Antitrust Law in the New Economy considers a range of competition problems that involve information in the marketplace. Sellers sometimes have the ability and motivation to distort the truth about their products when they make data available to intermediaries like Google and Yelp. The intermediaries themselves, in turn, may have their own incentives to skew the information they provide to buyers, both to benefit advertisers and to gain advantages over their competition. And sellers that agree on product standards may do so in circumstances in which the standards merely eliminate competition or may adopt standard-setting processes that do not prevent manipulation by individual sellers.
Broadly speaking, competitive harm in these instances arises primarily from the production of low-quality information. Yet consumer protection law is poorly suited to addressing the issues because the relevant information is often neither advertising nor “false” or “misleading.” Instead, the problems are better characterized as forms of exclusion or collusion in information markets. Those forms of conduct are normally addressed by antitrust law, though antitrust law has not traditionally focused on such conduct in these informational contexts. However, by treating information markets — markets for Google search results, Yelp reviews, and LIBOR rates — as markets that are themselves proper subjects of antitrust scrutiny, antitrust law can be adapted to these problems.

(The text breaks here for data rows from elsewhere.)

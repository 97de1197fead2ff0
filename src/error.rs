//! Error taxonomy shared by the external collaborators.
//!
//! Two kinds of failure cross module boundaries:
//! - [`ProviderError`]: a backend (embeddings, language model, search, blob
//!   reads) could not be reached or answered with an error. Callers retry
//!   these or surface them as a run failure.
//! - [`ParseError`]: a backend answered, but the payload did not match the
//!   expected shape. These never leave the component that detected them;
//!   they are turned into a fixed fallback value on the spot.

use std::time::Duration;

use thiserror::Error;

/// Failure talking to an external backend.
#[derive(Error, Debug)]
pub enum ProviderError {
    #[error("{service} returned HTTP {status}: {body}")]
    Http {
        service: &'static str,
        status: u16,
        body: String,
    },

    #[error("{service} request failed: {cause}")]
    Transport {
        service: &'static str,
        cause: String,
    },

    #[error("{service} did not answer within {}s", timeout.as_secs())]
    Timeout {
        service: &'static str,
        timeout: Duration,
    },

    #[error("Embedding error: {0}")]
    Embedding(String),

    #[error("Search error: {0}")]
    Search(String),

    #[error("{service} returned an unexpected payload: {reason}")]
    Protocol {
        service: &'static str,
        reason: String,
    },

    #[error("Provider is not configured: {0}")]
    Config(String),

    #[error("IO error: {0}")]
    Io(#[from] std::io::Error),
}

impl ProviderError {
    /// Convert a reqwest failure for `service` into a provider error.
    pub fn from_reqwest(service: &'static str, timeout: Duration, err: reqwest::Error) -> Self {
        if err.is_timeout() {
            return Self::Timeout { service, timeout };
        }
        if let Some(status) = err.status() {
            return Self::Http {
                service,
                status: status.as_u16(),
                body: err.to_string(),
            };
        }
        Self::Transport {
            service,
            cause: err.to_string(),
        }
    }

    /// Whether retrying the same request may succeed.
    ///
    /// Timeouts, connection failures, throttling (429) and server errors
    /// (5xx) are transient. Everything else fails the same way twice.
    pub fn is_retryable(&self) -> bool {
        match self {
            Self::Timeout { .. } | Self::Transport { .. } => true,
            Self::Http { status, .. } => *status == 429 || *status >= 500,
            _ => false,
        }
    }
}

/// Result type for calls to external backends.
pub type ProviderResult<T> = Result<T, ProviderError>;

/// Model output that could not be decoded into the expected structure.
#[derive(Error, Debug, Clone, PartialEq, Eq)]
pub enum ParseError {
    #[error("model output is not valid JSON: {0}")]
    InvalidJson(String),

    #[error("model output does not match schema '{schema}': {reason}")]
    SchemaMismatch { schema: String, reason: String },

    #[error("model returned no content")]
    Empty,
}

The book discusses a range of ways in which antitrust can be applied to the manipulation of information for competitive advantage and the exploitation of consumers, and it considers related informational issues such as “confusopoly” and sellers’ use of consumers’ personal information. It also addresses how intellectual property law and legal protections for freedom of speech can limit the application of antitrust law. The goal of the book is to show that just as antitrust law serves to prevent anticompetitive conduct that results in supracompetitive prices, it can also prevent competitive harm from low-quality information.